→ **PROBLEM DESCRIPTION**:
Once the line containing "manager restarts it." is found in the entries below, restate it and each following line word for word, stopping after the line containing "fn run(config: &GatewayConfig, dry_run: bool)".

[Stored data entries]
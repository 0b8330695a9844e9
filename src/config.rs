// SPDX-License-Identifier: Apache-2.0 OR MIT
// Copyright (c) 2025-2026 naskel.com

//! Engine configuration.

/// Builder-style configuration for [`Engine::init`](crate::Engine::init).
///
/// Not part of the distilled interface; added so the reference sizes in
/// SPEC_FULL.md (rotation of 5, queue capacity of 100, initial handle
/// capacity of 50) are overridable without recompiling, in the style of
/// this codebase's other `*Config` builders.
#[derive(Debug, Clone)]
pub struct EngineConfig {
    pub(crate) rotation_size: usize,
    pub(crate) queue_capacity: usize,
    pub(crate) initial_handle_capacity: usize,
}

impl EngineConfig {
    /// Start from the reference defaults (rotation 5, queue capacity 100,
    /// initial handle capacity 50).
    pub fn new() -> Self {
        Self::default()
    }

    /// Number of command-buffer/fence pairs in the rotation. Bounds the
    /// number of in-flight transfers. Reference default: 5.
    pub fn rotation_size(mut self, size: usize) -> Self {
        assert!(size > 0, "rotation_size must be at least 1");
        self.rotation_size = size;
        self
    }

    /// Starting capacity of the request queue (it doubles under pressure
    /// rather than rejecting submissions). Reference default: 100.
    pub fn queue_capacity(mut self, capacity: usize) -> Self {
        assert!(capacity > 0, "queue_capacity must be at least 1");
        self.queue_capacity = capacity;
        self
    }

    /// Starting number of allocatable handle slots (it doubles on
    /// exhaustion). Reference default: 50.
    pub fn initial_handle_capacity(mut self, capacity: usize) -> Self {
        self.initial_handle_capacity = capacity;
        self
    }
}

impl Default for EngineConfig {
    fn default() -> Self {
        Self {
            rotation_size: 5,
            queue_capacity: 100,
            initial_handle_capacity: 50,
        }
    }
}
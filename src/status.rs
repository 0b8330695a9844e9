// SPDX-License-Identifier: Apache-2.0 OR MIT
// Copyright (c) 2025-2026 naskel.com

//! The handle lifecycle state machine.

use std::sync::atomic::Ordering;

/// Lifecycle state of a submitted transfer.
///
/// Legal transitions: `Ready -> Pending -> Executing -> {Complete, Error}`,
/// with `reset` restoring `Ready` from any state and `Error` reachable from
/// any non-`Ready` state directly (a worker or status-query failure can
/// taint a request at any point after submission).
#[derive(Debug, Clone, Copy, PartialEq, Eq)]
#[repr(u8)]
pub enum TransferStatus {
    /// Slot allocated but no transfer submitted (or reset since the last one).
    Ready = 0,
    /// Submitted; waiting for the worker to claim a command-buffer slot.
    Pending = 1,
    /// Recorded and submitted to the GPU queue; fence not yet observed signaled.
    Executing = 2,
    /// The GPU work has completed.
    Complete = 3,
    /// The transfer failed; see the handle's error record for detail.
    Error = 4,
}

impl TransferStatus {
    pub(crate) fn from_u8(value: u8) -> Self {
        match value {
            0 => Self::Ready,
            1 => Self::Pending,
            2 => Self::Executing,
            3 => Self::Complete,
            4 => Self::Error,
            other => unreachable!("invalid TransferStatus encoding: {other}"),
        }
    }
}

/// Atomic cell holding a [`TransferStatus`], used for the slot's release/acquire
/// publication protocol.
#[derive(Debug)]
pub(crate) struct AtomicStatus(std::sync::atomic::AtomicU8);

impl AtomicStatus {
    pub(crate) fn new(initial: TransferStatus) -> Self {
        Self(std::sync::atomic::AtomicU8::new(initial as u8))
    }

    pub(crate) fn load(&self, order: Ordering) -> TransferStatus {
        TransferStatus::from_u8(self.0.load(order))
    }

    pub(crate) fn store(&self, status: TransferStatus, order: Ordering) {
        self.0.store(status as u8, order);
    }
}
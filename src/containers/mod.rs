// SPDX-License-Identifier: Apache-2.0 OR MIT
// Copyright (c) 2025-2026 naskel.com

//! Generic containers backing the request queue and the handle pool.
//!
//! The source expresses these as byte-buffers parameterized by an
//! `element_size`; in Rust the idiomatic equivalent is a thin generic
//! wrapper over a standard-library collection that pins the same vocabulary
//! rather than reimplementing allocation: [`BoundedFifo`] over `VecDeque`
//! for the request queue, [`DynamicArray`] over `Vec` for the handle pool's
//! slot table. The command-buffer rotation is fixed-size once created and
//! has no growth to pin a contract around, so it indexes a plain `Vec`
//! directly (see `rotation.rs`).

mod bounded_fifo;
mod dynamic_array;

pub use bounded_fifo::BoundedFifo;
pub use dynamic_array::DynamicArray;
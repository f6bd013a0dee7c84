//! Gatewarden gateway daemon.
//!
//! Runs the credential sync, remote commands and the tag reader against
//! one community until interrupted. Exits non-zero when the gateway's
//! health turns fatal so the service manager restarts it.

use std::path::PathBuf;
use std::process::ExitCode;
use std::sync::Arc;
use std::time::Duration;

use clap::Parser;
use tracing::{error, info, warn};

use gatewarden::clock::SystemClock;
use gatewarden::config::GatewayConfig;
use gatewarden::feed::NdjsonRemote;
use gatewarden::gateway::{Gateway, GatewayParts, Health};
use gatewarden::hardware::{open_device, Actuator, RecordingActuator, RelayProgramActuator, TagReader};
use gatewarden::logging::init_logging;
use gatewarden::storage::open_database;

#[derive(Parser)]
#[command(name = "gatewarden")]
#[command(about = "Offline-first RFID access gateway", long_about = None)]
struct Args {
    /// Path to the JSON configuration file
    #[arg(long, short = 'c')]
    config: Option<PathBuf>,

    /// Record relay actuations instead of switching relays
    #[arg(long)]
    dry_run: bool,

    /// Override the data directory from the configuration
    #[arg(long)]
    data_dir: Option<PathBuf>,
}

fn main() -> ExitCode {
    let args = Args::parse();

    let mut config = match &args.config {
        Some(path) => match GatewayConfig::load(path) {
            Ok(config) => config,
            Err(e) => {
                eprintln!("error: {e}");
                return ExitCode::FAILURE;
            }
        },
        None => GatewayConfig::default(),
    };
    if let Some(dir) = args.data_dir {
        config.store.data_dir = dir;
    }

    init_logging(config.log_level.as_deref());

    match run(&config, args.dry_run) {
        Ok(Health::Healthy) => ExitCode::SUCCESS,
        Ok(Health::Fatal(reason)) => {
            error!(reason = %reason, "exiting after fatal failure");
            ExitCode::FAILURE
        }
        Err(e) => {
            error!(error = %e, "gateway failed to start");
            ExitCode::FAILURE
        }
    }
}

fn run(config: &GatewayConfig, dry_run: bool) -> Result<Health, Box<dyn std::error::Error>> {
    let stores = open_database(&config.store.data_dir, Some(config.store.engine.clone()))?;
    info!(data_dir = %config.store.data_dir.display(), "local store opened");

    let actuator: Arc<dyn Actuator> = if dry_run {
        info!("dry run, relays will not be switched");
        Arc::new(RecordingActuator::new())
    } else {
        let relay = &config.hardware.relay;
        Arc::new(RelayProgramActuator::new(
            relay.program.clone(),
            relay.args.clone(),
            relay.relays.clone(),
        ))
    };

    let reader: Option<Box<dyn TagReader>> = match &config.hardware.device {
        Some(path) => Some(Box::new(open_device(path, config.hardware.tag_len)?)),
        None => None,
    };

    let remote = NdjsonRemote::new(
        config.remote.address.clone(),
        config.remote.connect_timeout,
        config.remote.request_timeout,
    );

    let parts = GatewayParts {
        credentials: Arc::new(stores.credentials.clone()),
        ledger: Arc::new(stores.ledger.clone()),
        remote: Arc::new(remote),
        actuator,
        reader,
        clock: Arc::new(SystemClock),
    };
    let gateway = Gateway::start(config, parts)?;

    let trigger = gateway.shutdown_trigger();
    if let Err(e) = ctrlc::set_handler(move || trigger.fire()) {
        warn!(error = %e, "could not install interrupt handler");
    }

    let health = gateway.health();
    while !gateway.is_shutting_down() && !health.is_fatal() {
        std::thread::sleep(Duration::from_millis(200));
    }
    gateway.shutdown();
    let health = gateway.join();

    match stores.compact() {
        Ok(result) => info!(entries = result.entries_compacted, "store compacted on exit"),
        Err(e) => warn!(error = %e, "compaction on exit failed"),
    }
    info!(health = ?health, "gateway stopped");
    Ok(health)
}
//! Credential identifiers and authorization records.
//!
//! A credential is an RFID tag identifier mapped to a resident, the address
//! the resident may open, and an authorization flag. The credential id is
//! the sole key of the local credential store.

use std::fmt;

use chrono::{DateTime, Utc};
use serde::{Deserialize, Serialize};

/// Normalized RFID tag identifier.
///
/// Ids are trimmed and upper-cased on construction so that ids coming from
/// the remote store and ids scanned by the reader compare equal.
///
/// # Examples
///
/// ```
/// use gatewarden::CredentialId;
///
/// let id = CredentialId::new("  0a1b2c3d4e5f ");
/// assert_eq!(id.as_str(), "0A1B2C3D4E5F");
/// ```
#[derive(Debug, Clone, PartialEq, Eq, Hash, PartialOrd, Ord, Serialize, Deserialize)]
#[serde(from = "String", into = "String")]
pub struct CredentialId(String);

impl CredentialId {
    /// Creates a normalized credential id.
    #[must_use]
    pub fn new(raw: impl AsRef<str>) -> Self {
        Self(raw.as_ref().trim().to_ascii_uppercase())
    }

    /// Returns this id cut down to at most `max_chars` characters.
    ///
    /// Readers only report the first `tag_len - 1` characters of a tag, so
    /// stored ids are keyed on the same prefix.
    #[must_use]
    pub fn truncated(self, max_chars: usize) -> Self {
        match self.0.char_indices().nth(max_chars) {
            Some((byte_idx, _)) => Self(self.0[..byte_idx].to_string()),
            None => self,
        }
    }

    /// Applies an optional key length.
    #[must_use]
    pub fn keyed(self, key_len: Option<usize>) -> Self {
        match key_len {
            Some(len) => self.truncated(len),
            None => self,
        }
    }

    /// Returns the id as a string slice.
    #[must_use]
    pub fn as_str(&self) -> &str {
        &self.0
    }

    /// Returns true if the id is empty after normalization.
    #[must_use]
    pub fn is_empty(&self) -> bool {
        self.0.is_empty()
    }
}

impl fmt::Display for CredentialId {
    fn fmt(&self, f: &mut fmt::Formatter<'_>) -> fmt::Result {
        f.write_str(&self.0)
    }
}

impl From<String> for CredentialId {
    fn from(raw: String) -> Self {
        Self::new(raw)
    }
}

impl From<&str> for CredentialId {
    fn from(raw: &str) -> Self {
        Self::new(raw)
    }
}

impl From<CredentialId> for String {
    fn from(id: CredentialId) -> Self {
        id.0
    }
}

/// Authorization record for one credential.
#[derive(Debug, Clone, PartialEq, Eq, Serialize, Deserialize)]
pub struct CredentialRecord {
    /// The tag id (unique key).
    pub credential_id: CredentialId,
    /// The resident the tag belongs to.
    pub resident_id: String,
    /// The address (gate) the resident may open.
    pub address_id: String,
    /// Whether the credential currently grants access.
    pub active: bool,
    /// Last modification time at the remote store; drives last-write-wins.
    pub last_updated: DateTime<Utc>,
}

impl CredentialRecord {
    /// Creates an active record.
    #[must_use]
    pub fn new(
        credential_id: impl Into<CredentialId>,
        resident_id: impl Into<String>,
        address_id: impl Into<String>,
        last_updated: DateTime<Utc>,
    ) -> Self {
        Self {
            credential_id: credential_id.into(),
            resident_id: resident_id.into(),
            address_id: address_id.into(),
            active: true,
            last_updated,
        }
    }

    /// Returns the same record with the authorization flag set.
    #[must_use]
    pub fn with_active(mut self, active: bool) -> Self {
        self.active = active;
        self
    }

    /// Returns true if this record should replace `current` under
    /// last-write-wins.
    ///
    /// Equal timestamps are broken on `(active, resident_id, address_id)`,
    /// greater wins, so every delivery order settles on the same record and
    /// replaying a record is a no-op.
    #[must_use]
    pub fn supersedes(&self, current: &Self) -> bool {
        self.last_updated
            .cmp(&current.last_updated)
            .then_with(|| self.tiebreak().cmp(&current.tiebreak()))
            .is_gt()
    }

    fn tiebreak(&self) -> (bool, &str, &str) {
        (self.active, &self.resident_id, &self.address_id)
    }
}

#[cfg(test)]
mod tests {
    use super::*;
    use chrono::Duration;

    #[test]
    fn test_id_normalization() {
        assert_eq!(CredentialId::new(" abc123 ").as_str(), "ABC123");
        assert_eq!(CredentialId::from("abc"), CredentialId::new("ABC"));
        assert!(CredentialId::new("   ").is_empty());
    }

    #[test]
    fn test_truncation_matches_reader_prefix() {
        let id = CredentialId::new("0123456789ABCDEF");
        assert_eq!(id.clone().truncated(12).as_str(), "0123456789AB");
        assert_eq!(id.clone().truncated(64), id);
        assert_eq!(id.clone().keyed(None), id);
    }

    #[test]
    fn test_serde_normalizes() {
        let id: CredentialId = serde_json::from_str("\"ab-12\"").unwrap();
        assert_eq!(id.as_str(), "AB-12");
        assert_eq!(serde_json::to_string(&id).unwrap(), "\"AB-12\"");
    }

    #[test]
    fn test_supersedes_last_write_wins() {
        let t0 = Utc::now();
        let old = CredentialRecord::new("A", "r1", "Main", t0);
        let newer = CredentialRecord::new("A", "r1", "Main", t0 + Duration::seconds(5)).with_active(false);

        assert!(newer.supersedes(&old));
        assert!(!old.supersedes(&newer));
        assert!(!old.supersedes(&old.clone()));

        let inactive = old.clone().with_active(false);
        assert!(old.supersedes(&inactive));
        assert!(!inactive.supersedes(&old));

        let moved = CredentialRecord::new("A", "r1", "Side", t0);
        assert!(moved.supersedes(&old));
        assert!(!old.supersedes(&moved));
    }
}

→ **ANSWER TO THIS EXERCISE**:
//! health turns fatal so the service manager restarts it.

use std::path::PathBuf;
use std::process::ExitCode;
use std::sync::Arc;
use std::time::Duration;

use clap::Parser;
use tracing::{error, info, warn};

use gatewarden::clock::SystemClock;
use gatewarden::config::GatewayConfig;
use gatewarden::feed::NdjsonRemote;
use gatewarden::gateway::{Gateway, GatewayParts, Health};
use gatewarden::hardware::{open_device, Actuator, RecordingActuator, RelayProgramActuator, TagReader};
use gatewarden::logging::init_logging;
use gatewarden::storage::open_database;

#[derive(Parser)]
#[command(name = "gatewarden")]
#[command(about = "Offline-first RFID access gateway", long_about = None)]
struct Args {
    /// Path to the JSON configuration file
    #[arg(long, short = 'c')]
    config: Option<PathBuf>,

    /// Record relay actuations instead of switching relays
    #[arg(long)]
    dry_run: bool,

    /// Override the data directory from the configuration
    #[arg(long)]
    data_dir: Option<PathBuf>,
}

fn main() -> ExitCode {
    let args = Args::parse();

    let mut config = match &args.config {
        Some(path) => match GatewayConfig::load(path) {
            Ok(config) => config,
            Err(e) => {
                eprintln!("error: {e}");
                return ExitCode::FAILURE;
            }
        },
        None => GatewayConfig::default(),
    };
    if let Some(dir) = args.data_dir {
        config.store.data_dir = dir;
    }

    init_logging(config.log_level.as_deref());

    match run(&config, args.dry_run) {
        Ok(Health::Healthy) => ExitCode::SUCCESS,
        Ok(Health::Fatal(reason)) => {
            error!(reason = %reason, "exiting after fatal failure");
            ExitCode::FAILURE
        }
        Err(e) => {
            error!(error = %e, "gateway failed to start");
            ExitCode::FAILURE
        }
    }
}

fn run(config: &GatewayConfig, dry_run: bool) -> Result<Health, Box<dyn std::error::Error>> {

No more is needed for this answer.